High-Throughput Single-Step plasma sample extraction optimization strategies with experimental design for LC-MS and GC–MS integrated metabolomics and lipidomics analysis

Abstract

To acquire deeper insights into the underlying molecular mechanisms in biological systems, a comprehensive and in-depth examination of a wide diversity of molecular species is necessary. Especially, it is very crucial to examine intermediary molecular levels such as protein, metabolite, and lipid to demonstrate direct causative and functional linkages between genotype and phenotype. Therefore, multiple sample sets/aliquots and analytical methods are required to cover different intermediary molecular levels due to the dissimilarity of physicochemical characteristics of biomolecules.
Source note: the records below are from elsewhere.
//! Framed transport: reads and writes `Content-Length`-delimited JSON-RPC messages
//! on a single bidirectional byte stream (stdio, a spawned process, or a TCP socket).
//!
//! A `Transport` is split into a [`TransportReader`] and a [`TransportWriter`] so each
//! half can live on its own thread: one reader thread per stream feeds the event loop,
//! while the writer half stays with the single-threaded router so writes are never
//! interleaved.

use std::io::{self, BufRead, BufReader, Read, Write};
use std::net::{TcpStream, ToSocketAddrs};
use std::process::{Child, ChildStdin, ChildStdout, Command, Stdio};

use crate::message::{Message, RpcError};

/// Outcome of reading the next message off a transport.
#[derive(Debug)]
pub enum ReadError {
    /// The stream was closed cleanly before any bytes of a new message arrived.
    Eof,
    /// The stream produced a malformed header or body.
    Parse(RpcError),
    Io(io::Error),
}

impl From<io::Error> for ReadError {
    fn from(e: io::Error) -> Self {
        ReadError::Io(e)
    }
}

pub struct TransportReader {
    reader: Box<dyn BufRead + Send>,
}

impl TransportReader {
    /// Reads and parses the next message. Blocking.
    pub fn read_message(&mut self) -> Result<Message, ReadError> {
        let text = read_framed(&mut self.reader)?;
        Message::try_parse(&text).map_err(ReadError::Parse)
    }
}

pub struct TransportWriter {
    writer: Box<dyn Write + Send>,
    /// Held only so the child process (if any) is reaped when the writer is dropped.
    _child: Option<Child>,
}

impl TransportWriter {
    /// Serializes and writes a message, framed with a `Content-Length` header.
    pub fn write_message(&mut self, message: &Message) -> io::Result<()> {
        let body = serde_json::to_string(message).expect("Message always serializes");
        write!(self.writer, "Content-Length: {}\r\n\r\n{}", body.len(), body)?;
        self.writer.flush()
    }
}

/// A framed, bidirectional message stream, before it is split for threaded use.
pub struct Transport {
    reader: Box<dyn BufRead + Send>,
    writer: Box<dyn Write + Send>,
    _child: Option<Child>,
}

impl Transport {
    pub fn new(reader: Box<dyn BufRead + Send>, writer: Box<dyn Write + Send>) -> Self {
        Transport { reader, writer, _child: None }
    }

    /// Spawns `cmd args...` and wires its stdin/stdout as the transport.
    pub fn spawn_process(cmd: &str, args: &[String]) -> io::Result<Self> {
        let mut child = Command::new(cmd)
            .args(args)
            .stdin(Stdio::piped())
            .stdout(Stdio::piped())
            .stderr(Stdio::inherit())
            .spawn()?;

        let stdin: ChildStdin = child.stdin.take().expect("stdin was piped");
        let stdout: ChildStdout = child.stdout.take().expect("stdout was piped");

        Ok(Transport {
            reader: Box::new(BufReader::new(stdout)),
            writer: Box::new(stdin),
            _child: Some(child),
        })
    }

    /// Connects to `host:port` over TCP. The proxy does not spawn the remote process.
    pub fn connect_tcp(host: &str, port: u16) -> io::Result<Self> {
        let addr = (host, port)
            .to_socket_addrs()?
            .next()
            .ok_or_else(|| io::Error::new(io::ErrorKind::NotFound, "no address resolved"))?;
        let stream = TcpStream::connect(addr)?;
        let writer = stream.try_clone()?;
        Ok(Transport {
            reader: Box::new(BufReader::new(stream)),
            writer: Box::new(writer),
            _child: None,
        })
    }

    /// Splits into an owned reader/writer pair. The child process, if any, is kept
    /// alive by the writer half.
    pub fn split(self) -> (TransportReader, TransportWriter) {
        (
            TransportReader { reader: self.reader },
            TransportWriter { writer: self.writer, _child: self._child },
        )
    }

    /// Reads and parses the next message. Blocking.
    pub fn read_message(&mut self) -> Result<Message, ReadError> {
        let text = read_framed(&mut self.reader)?;
        Message::try_parse(&text).map_err(ReadError::Parse)
    }

    /// Serializes and writes a message, framed with a `Content-Length` header.
    pub fn write_message(&mut self, message: &Message) -> io::Result<()> {
        let body = serde_json::to_string(message).expect("Message always serializes");
        write!(self.writer, "Content-Length: {}\r\n\r\n{}", body.len(), body)?;
        self.writer.flush()
    }
}

/// Reads one `Content-Length`-framed message body off `input`.
///
/// An ASCII header block terminated by a blank `\r\n` line, `Content-Length` mandatory,
/// `Content-Type` accepted but ignored.
fn read_framed<R: BufRead>(input: &mut R) -> Result<String, ReadError> {
    let mut size: Option<usize> = None;
    let mut saw_any_header_line = false;
    loop {
        let mut line = String::new();
        let n = input.read_line(&mut line)?;
        if n == 0 {
            if saw_any_header_line {
                return Err(ReadError::Io(io::Error::new(
                    io::ErrorKind::UnexpectedEof,
                    "EOF encountered in the middle of reading LSP headers",
                )));
            }
            return Err(ReadError::Eof);
        }

        if line == "\r\n" || line == "\n" {
            break;
        }
        saw_any_header_line = true;

        let mut parts = line.splitn(2, ':');
        let name = parts.next().unwrap_or("").trim().to_ascii_lowercase();
        let value = match parts.next() {
            Some(v) => v.trim(),
            None => {
                return Err(ReadError::Io(io::Error::new(
                    io::ErrorKind::InvalidData,
                    format!("header '{}' is malformed", line.trim_end()),
                )))
            }
        };

        match name.as_str() {
            "content-length" => {
                size = Some(value.parse().map_err(|_| {
                    ReadError::Io(io::Error::new(io::ErrorKind::InvalidData, "bad content-length"))
                })?);
            }
            // Content-Type (and anything else) is accepted but ignored.
            _ => (),
        }
    }

    let size = size.ok_or_else(|| {
        ReadError::Io(io::Error::new(io::ErrorKind::InvalidData, "missing content-length header"))
    })?;

    let mut content = vec![0u8; size];
    input.read_exact(&mut content)?;
    String::from_utf8(content)
        .map_err(|e| ReadError::Io(io::Error::new(io::ErrorKind::InvalidData, e)))
}
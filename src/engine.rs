//! Wires one reader thread per input stream (the client plus each backend) onto a
//! single event loop thread that drives the [`Router`], following the same
//! `crossbeam_channel::Select`-based multiplexing the rest of this crate's
//! concurrency model is built on.
//!
//! Backends are not connected until the client's `initialize` request arrives: the
//! client `Transport` is already open by then, so a `spawn_process`/`connect_tcp`
//! failure can be reported back as the JSON-RPC error spec.md §7 requires, rather
//! than only ever reaching stderr.

use std::io;
use std::thread;

use crossbeam_channel::{unbounded, Receiver, Select, Sender};
use jsonrpc_core::Id;
use log::error;
use serde_json::Value;

use crate::backend::BackendState;
use crate::config::BackendConfig;
use crate::message::{Message, RpcError};
use crate::router::{Router, RouterOutcome};
use crate::transport::{ReadError, Transport, TransportReader, TransportWriter};

/// How a single backend is reached, invoked only once the client's `initialize`
/// request arrives. Boxed so callers can defer the actual `spawn_process`/
/// `connect_tcp` (production) or hand back an already-open `Transport` (tests).
pub type BackendConnector = Box<dyn FnOnce() -> io::Result<Transport> + Send>;

fn spawn_reader(mut reader: TransportReader, tx: Sender<Result<Message, ReadError>>) {
    thread::spawn(move || loop {
        let result = reader.read_message();
        let stream_ended = result.is_err();
        if tx.send(result).is_err() {
            break;
        }
        if stream_ended {
            break;
        }
    });
}

/// Runs the proxy to completion: waits for the client's `initialize` request,
/// connects every configured backend, then drives the `Router` until the session
/// reaches `Exited`, returning the process exit code.
pub fn run(client_transport: Transport, backends: Vec<(BackendConfig, BackendConnector)>) -> i32 {
    let (client_reader, mut client_writer) = client_transport.split();
    let (client_tx, client_rx) = unbounded();
    spawn_reader(client_reader, client_tx);

    let (id, params) = match wait_for_initialize(&client_rx, &mut client_writer) {
        Ok(pair) => pair,
        Err(code) => return code,
    };

    let mut receivers: Vec<Receiver<Result<Message, ReadError>>> = vec![client_rx];
    let mut backend_states = Vec::with_capacity(backends.len());
    for (i, (config, connect)) in backends.into_iter().enumerate() {
        match connect() {
            Ok(transport) => {
                let (reader, writer) = transport.split();
                let (tx, rx) = unbounded();
                spawn_reader(reader, tx);
                receivers.push(rx);
                backend_states.push(BackendState::new(config, writer));
            }
            Err(e) => {
                let _ = client_writer.write_message(&Message::failure(
                    id,
                    RpcError::internal_error(format!("failed to reach backend {}: {}", i, e)),
                ));
                return 1;
            }
        }
    }

    let mut router = Router::new(backend_states, client_writer);
    if let RouterOutcome::Exit(code) =
        router.handle_client_message(Message::request(id, "initialize", params))
    {
        return code;
    }

    drive(&mut router, receivers)
}

/// Reads client messages until `initialize` arrives, answering anything else
/// inline (no backend exists yet to route to). Returns the `initialize` request's
/// id and params, or the process exit code if the session ends before then.
fn wait_for_initialize(
    client_rx: &Receiver<Result<Message, ReadError>>,
    client_writer: &mut TransportWriter,
) -> Result<(Id, Value), i32> {
    loop {
        match client_rx.recv() {
            Ok(Ok(Message::Request { id, method, params })) => {
                if method == "initialize" {
                    return Ok((id, params));
                }
                let _ = client_writer
                    .write_message(&Message::failure(id, RpcError::server_not_initialized()));
            }
            Ok(Ok(Message::Notification { method, .. })) => {
                if method == "exit" {
                    return Err(1);
                }
                // No backend exists yet to forward anything else to.
            }
            Ok(Ok(Message::Response { .. })) => {
                // A response to something we never asked; nothing to do with it.
            }
            Ok(Err(ReadError::Eof)) => return Err(1),
            Ok(Err(ReadError::Parse(_))) | Ok(Err(ReadError::Io(_))) => {
                error!("malformed message on the client stream before initialize");
                return Err(1);
            }
            Err(_) => return Err(1),
        }
    }
}

fn drive(router: &mut Router, receivers: Vec<Receiver<Result<Message, ReadError>>>) -> i32 {
    let mut alive = vec![true; receivers.len()];

    loop {
        let mut select = Select::new();
        let mut mapping = Vec::new();
        for (i, rx) in receivers.iter().enumerate() {
            if alive[i] {
                select.recv(rx);
                mapping.push(i);
            }
        }
        if mapping.is_empty() {
            return 1;
        }

        let oper = select.select();
        let idx = mapping[oper.index()];
        let received = oper.recv(&receivers[idx]);

        let outcome = match received {
            Ok(Ok(message)) => dispatch(router, idx, message),
            Ok(Err(ReadError::Eof)) => {
                alive[idx] = false;
                on_stream_ended(router, idx)
            }
            Ok(Err(ReadError::Parse(_))) | Ok(Err(ReadError::Io(_))) => {
                alive[idx] = false;
                on_stream_errored(router, idx)
            }
            Err(_) => {
                alive[idx] = false;
                on_stream_ended(router, idx)
            }
        };

        if let RouterOutcome::Exit(code) = outcome {
            return code;
        }
    }
}

fn dispatch(router: &mut Router, idx: usize, message: Message) -> RouterOutcome {
    if idx == 0 {
        router.handle_client_message(message)
    } else {
        router.handle_backend_message(idx - 1, message)
    }
}

fn on_stream_ended(router: &mut Router, idx: usize) -> RouterOutcome {
    if idx != 0 {
        return router.handle_backend_closed(idx - 1);
    }

    // The Router itself gates the exit code on whether `shutdown` was ever
    // acked (LifecycleState::ShutdownAcked) before synthesizing this `exit`.
    match router.handle_client_message(Message::notification("exit", Value::Null)) {
        RouterOutcome::Exit(code) => RouterOutcome::Exit(code),
        RouterOutcome::Continue => RouterOutcome::Exit(1),
    }
}

fn on_stream_errored(router: &mut Router, idx: usize) -> RouterOutcome {
    if idx != 0 {
        return router.handle_backend_closed(idx - 1);
    }
    error!("malformed message on the client stream; terminating the session");
    RouterOutcome::Exit(1)
}
//! Room connection tracking.
//!
//! The tracker decides whether a user may hold a connection in a room and
//! keeps the fleet-wide count of who is connected where. Room metadata comes
//! from a [`RoomDirectory`]; active connection sets live in a
//! [`ConnectionCache`] shared by every instance, so capacity holds across the
//! whole deployment and not just this process.
//!
//! Admission checks run in a fixed order so the error names the first rule
//! the user broke: membership, room status, schedule, capacity.

mod cache;
mod directory;
mod memory;
#[cfg(feature = "redis")]
mod redis;
mod room;
mod schedule;

pub use cache::{ConnectionCache, TrackOutcome, active_connections_key, connection_key};
pub use directory::{RoomDirectory, StaticRoomDirectory};
pub use memory::MemoryConnectionCache;
#[cfg(feature = "redis")]
pub use self::redis::RedisConnectionCache;
pub use room::{Room, RoomKind, RoomStatus};
pub use schedule::{RoomSchedule, ScheduleKind, ScheduleStatus};

use serde::Serialize;
use std::collections::HashSet;
use std::fmt;
use std::sync::Arc;
use tracing::{debug, info, instrument};

use crate::clock::Clock;
use crate::config::TrackerConfig;
use crate::error::TrackerError;
use crate::metrics;

/// Why a write into a room was refused.
#[derive(Debug, Clone, Copy, PartialEq, Eq)]
pub enum DenyReason {
    NotAMember,
    MissingRole,
    ReadOnly,
}

impl fmt::Display for DenyReason {
    fn fmt(&self, f: &mut fmt::Formatter<'_>) -> fmt::Result {
        f.write_str(match self {
            Self::NotAMember => "user is not a member of this room",
            Self::MissingRole => "user role not provided",
            Self::ReadOnly => "room is read-only and user does not have write permission",
        })
    }
}

#[derive(Debug, Clone, Copy, PartialEq, Eq)]
pub enum SendDecision {
    Allowed,
    Denied(DenyReason),
}

impl SendDecision {
    pub fn is_allowed(&self) -> bool {
        matches!(self, Self::Allowed)
    }
}

/// Point-in-time view of a room for status endpoints.
#[derive(Debug, Clone, Serialize)]
#[serde(rename_all = "camelCase")]
pub struct RoomStatusSnapshot {
    pub room_id: String,
    pub capacity: u32,
    pub member_count: usize,
    pub active_count: u64,
    pub active_users: Vec<String>,
    pub schedule: ScheduleStatus,
}

pub struct RoomConnectionTracker {
    directory: Arc<dyn RoomDirectory>,
    cache: Arc<dyn ConnectionCache>,
    clock: Arc<dyn Clock>,
    grace: chrono::Duration,
    privileged_roles: HashSet<String>,
}

impl RoomConnectionTracker {
    pub fn new(
        directory: Arc<dyn RoomDirectory>,
        cache: Arc<dyn ConnectionCache>,
        clock: Arc<dyn Clock>,
        config: &TrackerConfig,
    ) -> Self {
        Self {
            directory,
            cache,
            clock,
            grace: config.schedule_grace(),
            privileged_roles: config.privileged_roles.iter().cloned().collect(),
        }
    }

    async fn load(&self, room_id: &str) -> Result<Room, TrackerError> {
        self.directory
            .room(room_id)
            .await?
            .ok_or_else(|| TrackerError::RoomNotFound(room_id.to_string()))
    }

    /// Check that `user_id` may connect to `room_id` and record the connection.
    #[instrument(skip(self), fields(room = %room_id, user = %user_id))]
    pub async fn validate_and_track(&self, room_id: &str, user_id: &str) -> Result<(), TrackerError> {
        let result = self.check_and_track(room_id, user_id).await;
        if let Err(e) = &result {
            metrics::record_room_join_rejected(e.error_code());
            debug!(reason = e.error_code(), "room join refused");
        }
        result
    }

    async fn check_and_track(&self, room_id: &str, user_id: &str) -> Result<(), TrackerError> {
        let room = self.load(room_id).await?;

        if !room.is_member(user_id) {
            return Err(TrackerError::NotAMember);
        }
        if !room.is_active() {
            return Err(TrackerError::RoomInactive);
        }
        if !room.is_open_at(self.clock.now(), self.grace) {
            return Err(TrackerError::ClosedBySchedule);
        }

        match self.cache.track(room_id, user_id, room.capacity).await? {
            TrackOutcome::Tracked { active } => {
                debug!(active, capacity = room.capacity, "connection tracked");
                Ok(())
            }
            TrackOutcome::Full { active } => Err(TrackerError::AtCapacity {
                active,
                capacity: room.capacity,
            }),
        }
    }

    pub async fn remove_connection(&self, room_id: &str, user_id: &str) -> Result<(), TrackerError> {
        self.cache.remove(room_id, user_id).await?;
        debug!(room = %room_id, user = %user_id, "connection untracked");
        Ok(())
    }

    pub async fn active_connections_count(&self, room_id: &str) -> Result<u64, TrackerError> {
        Ok(self.cache.count(room_id).await?)
    }

    pub async fn active_users(&self, room_id: &str) -> Result<Vec<String>, TrackerError> {
        Ok(self.cache.members(room_id).await?)
    }

    pub async fn has_active_connection(&self, room_id: &str, user_id: &str) -> Result<bool, TrackerError> {
        Ok(self.cache.contains(room_id, user_id).await?)
    }

    /// Heartbeat. Returns false when the connection had already expired.
    pub async fn refresh_connection(&self, room_id: &str, user_id: &str) -> Result<bool, TrackerError> {
        Ok(self.cache.refresh(room_id, user_id).await?)
    }

    pub async fn cleanup_inactive(&self, room_id: &str) -> Result<usize, TrackerError> {
        let removed = self.cache.cleanup(room_id).await?;
        if removed > 0 {
            info!(room = %room_id, removed, "dropped expired connections");
        }
        Ok(removed)
    }

    pub async fn room_status(&self, room_id: &str) -> Result<RoomStatusSnapshot, TrackerError> {
        let room = self.load(room_id).await?;
        let active_count = self.cache.count(room_id).await?;
        let active_users = self.cache.members(room_id).await?;
        Ok(RoomStatusSnapshot {
            room_id: room.id.clone(),
            capacity: room.capacity,
            member_count: room.members.len(),
            active_count,
            active_users,
            schedule: room.schedule_status(self.clock.now(), self.grace),
        })
    }

    pub async fn can_user_send_message(
        &self,
        room_id: &str,
        user_id: &str,
        role: Option<&str>,
    ) -> Result<SendDecision, TrackerError> {
        let room = self.load(room_id).await?;
        Ok(self.write_decision(&room, user_id, role))
    }

    pub async fn can_user_send_sticker(
        &self,
        room_id: &str,
        user_id: &str,
        role: Option<&str>,
    ) -> Result<SendDecision, TrackerError> {
        self.can_user_send_message(room_id, user_id, role).await
    }

    pub async fn can_user_send_reaction(
        &self,
        room_id: &str,
        user_id: &str,
        role: Option<&str>,
    ) -> Result<SendDecision, TrackerError> {
        self.can_user_send_message(room_id, user_id, role).await
    }

    fn write_decision(&self, room: &Room, user_id: &str, role: Option<&str>) -> SendDecision {
        if !room.is_member(user_id) {
            return SendDecision::Denied(DenyReason::NotAMember);
        }
        if room.is_read_only() {
            match role {
                None | Some("") => return SendDecision::Denied(DenyReason::MissingRole),
                Some(role) if !self.privileged_roles.contains(role) => {
                    return SendDecision::Denied(DenyReason::ReadOnly);
                }
                Some(_) => {}
            }
        }
        SendDecision::Allowed
    }
}
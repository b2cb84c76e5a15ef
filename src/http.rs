//! HTTP server for the Prometheus metrics and health endpoints.
//!
//! Runs on a separate tokio task and serves `/metrics` for Prometheus
//! scraping and `/health` for load balancers.

use axum::extract::State;
use axum::{Json, Router, routing::get};
use serde_json::{Value, json};
use std::net::SocketAddr;
use std::sync::Arc;
use tokio_util::sync::CancellationToken;

use crate::admission::ConnectionAdmission;
use crate::hub::PresenceHub;

/// What `/health` reports on.
#[derive(Clone)]
pub struct HealthState {
    pub instance: String,
    pub backend: &'static str,
    pub admission: Arc<ConnectionAdmission>,
    pub hub: Arc<PresenceHub>,
}

/// Handler for GET /metrics - returns Prometheus metrics in text format.
async fn metrics_handler() -> String {
    crate::metrics::gather_metrics()
}

/// Handler for GET /health.
async fn health_handler(State(state): State<HealthState>) -> Json<Value> {
    Json(json!({
        "status": "ok",
        "instance": state.instance,
        "bus": state.backend,
        "connections": state.admission.active_connections(),
        "hubEntries": state.hub.connection_count(),
    }))
}

pub fn router(state: HealthState) -> Router {
    Router::new()
        .route("/metrics", get(metrics_handler))
        .route("/health", get(health_handler))
        .with_state(state)
}

/// Run the HTTP server until `shutdown` is cancelled.
///
/// Binds to `0.0.0.0:port`. This is a long-running task that should be
/// spawned in the background.
pub async fn run_http_server(port: u16, state: HealthState, shutdown: CancellationToken) {
    let app = router(state);

    let addr = SocketAddr::from(([0, 0, 0, 0], port));
    tracing::info!("Prometheus HTTP server listening on {}", addr);

    let listener = match tokio::net::TcpListener::bind(&addr).await {
        Ok(listener) => listener,
        Err(e) => {
            tracing::error!("Failed to bind HTTP server on {}: {}", addr, e);
            return;
        }
    };

    if let Err(e) = axum::serve(listener, app)
        .with_graceful_shutdown(shutdown.cancelled_owned())
        .await
    {
        tracing::error!("HTTP server error: {}", e);
    }
}
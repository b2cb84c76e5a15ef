//! Redis-backed connection store shared by every instance.
//!
//! Check-and-add runs as one Lua script so two instances admitting the last
//! free slot at the same time cannot both succeed. The script also drops
//! members whose marker expired before it counts the set.

use async_trait::async_trait;
use redis::AsyncCommands;
use redis::aio::MultiplexedConnection;
use std::time::Duration;

use super::cache::{ConnectionCache, TrackOutcome, active_connections_key, connection_key};
use crate::error::CacheError;

const TRACK_SCRIPT: &str = r#"
local set_key = KEYS[1]
local marker_key = KEYS[2]
local user = ARGV[1]
local capacity = tonumber(ARGV[2])
local ttl = tonumber(ARGV[3])
local now = ARGV[4]
local marker_prefix = ARGV[5]
if capacity > 0 and redis.call('SISMEMBER', set_key, user) == 0 then
  for _, member in ipairs(redis.call('SMEMBERS', set_key)) do
    if redis.call('EXISTS', marker_prefix .. member) == 0 then
      redis.call('SREM', set_key, member)
    end
  end
  local active = redis.call('SCARD', set_key)
  if active >= capacity then
    return {0, active}
  end
end
redis.call('SADD', set_key, user)
redis.call('EXPIRE', set_key, ttl)
redis.call('SET', marker_key, now, 'EX', ttl)
return {1, redis.call('SCARD', set_key)}
"#;

pub struct RedisConnectionCache {
    conn: MultiplexedConnection,
    track: redis::Script,
    ttl_secs: u64,
}

impl RedisConnectionCache {
    pub async fn connect(url: &str, ttl: Duration) -> Result<Self, CacheError> {
        let client = redis::Client::open(url).map_err(unavailable)?;
        let conn = client
            .get_multiplexed_async_connection()
            .await
            .map_err(unavailable)?;
        Ok(Self {
            conn,
            track: redis::Script::new(TRACK_SCRIPT),
            ttl_secs: ttl.as_secs().max(1),
        })
    }
}

fn unavailable(err: redis::RedisError) -> CacheError {
    CacheError::Unavailable(err.to_string())
}

#[async_trait]
impl ConnectionCache for RedisConnectionCache {
    async fn track(
        &self,
        room_id: &str,
        user_id: &str,
        capacity: u32,
    ) -> Result<TrackOutcome, CacheError> {
        let mut conn = self.conn.clone();
        let reply: Vec<i64> = self
            .track
            .key(active_connections_key(room_id))
            .key(connection_key(room_id, user_id))
            .arg(user_id)
            .arg(capacity)
            .arg(self.ttl_secs)
            .arg(chrono::Utc::now().timestamp())
            .arg(connection_key(room_id, ""))
            .invoke_async(&mut conn)
            .await
            .map_err(unavailable)?;
        match reply.as_slice() {
            [1, active] => Ok(TrackOutcome::Tracked {
                active: *active as u64,
            }),
            [0, active] => Ok(TrackOutcome::Full {
                active: *active as u64,
            }),
            other => Err(CacheError::Protocol(format!("track script returned {other:?}"))),
        }
    }

    async fn remove(&self, room_id: &str, user_id: &str) -> Result<(), CacheError> {
        let mut conn = self.conn.clone();
        let _: () = redis::pipe()
            .srem(active_connections_key(room_id), user_id)
            .ignore()
            .del(connection_key(room_id, user_id))
            .ignore()
            .query_async(&mut conn)
            .await
            .map_err(unavailable)?;
        Ok(())
    }

    async fn count(&self, room_id: &str) -> Result<u64, CacheError> {
        let mut conn = self.conn.clone();
        conn.scard(active_connections_key(room_id))
            .await
            .map_err(unavailable)
    }

    async fn members(&self, room_id: &str) -> Result<Vec<String>, CacheError> {
        let mut conn = self.conn.clone();
        conn.smembers(active_connections_key(room_id))
            .await
            .map_err(unavailable)
    }

    async fn contains(&self, room_id: &str, user_id: &str) -> Result<bool, CacheError> {
        let mut conn = self.conn.clone();
        conn.sismember(active_connections_key(room_id), user_id)
            .await
            .map_err(unavailable)
    }

    async fn refresh(&self, room_id: &str, user_id: &str) -> Result<bool, CacheError> {
        let mut conn = self.conn.clone();
        let (set_alive, marker_alive): (bool, bool) = redis::pipe()
            .expire(active_connections_key(room_id), self.ttl_secs as i64)
            .expire(connection_key(room_id, user_id), self.ttl_secs as i64)
            .query_async(&mut conn)
            .await
            .map_err(unavailable)?;
        Ok(set_alive && marker_alive)
    }

    async fn cleanup(&self, room_id: &str) -> Result<usize, CacheError> {
        let members = self.members(room_id).await?;
        if members.is_empty() {
            return Ok(0);
        }

        let mut conn = self.conn.clone();
        let mut exists = redis::pipe();
        for user in &members {
            exists.exists(connection_key(room_id, user));
        }
        let alive: Vec<bool> = exists.query_async(&mut conn).await.map_err(unavailable)?;

        let stale: Vec<&String> = members
            .iter()
            .zip(alive)
            .filter_map(|(user, alive)| (!alive).then_some(user))
            .collect();
        if stale.is_empty() {
            return Ok(0);
        }
        let _: () = conn
            .srem(active_connections_key(room_id), &stale)
            .await
            .map_err(unavailable)?;
        Ok(stale.len())
    }
}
However, existing methods used for simultaneous analysis of metabolites and lipids have not been thoroughly tested for reproducibility and wide applicability. Here, we have developed and optimized high-throughput and robust metabolomics and lipidomics analysis using experimental design strategies for single-step extraction protocols and also method parameters. Due to the high number of variables, an approach based on a desirability function was applied to optimize sample preparation and chromatographic parameters of metabolomics and lipidomics analysis. In these experiments, metabolite extraction efficiency was tested with acetone, acetonitrile, ethanol, methanol, water, and their combination, while lipids with hexane, chloroform, dichloromethane, and methyl tert-butyl ether. In the presented study, it is found that methanol:water:chloroform (3:1:3, v/v/v) mixture was superior to the other extraction solvent combinations in all performance measures. Moreover, the derivatization steps in GC–MS and chromatographic parameters in LC-qTOF-MS were tested. The derivatization efficiency increased with a higher concentration of methoxyamine hydrochloride and incubation time with the derivatization reagent. For LC-qTOF-MS, reconstitution solution, and the column temperature was found critical for high throughput metabolomics and lipidomics analysis, respectively. This systematic optimization for sample preparation and method parameters for integrated GC–MS and LC-qTOF-MS allows simultaneous and high-throughput analysis of metabolites as well as lipids from a single sample, making it a simple and practical strategy for different sample types.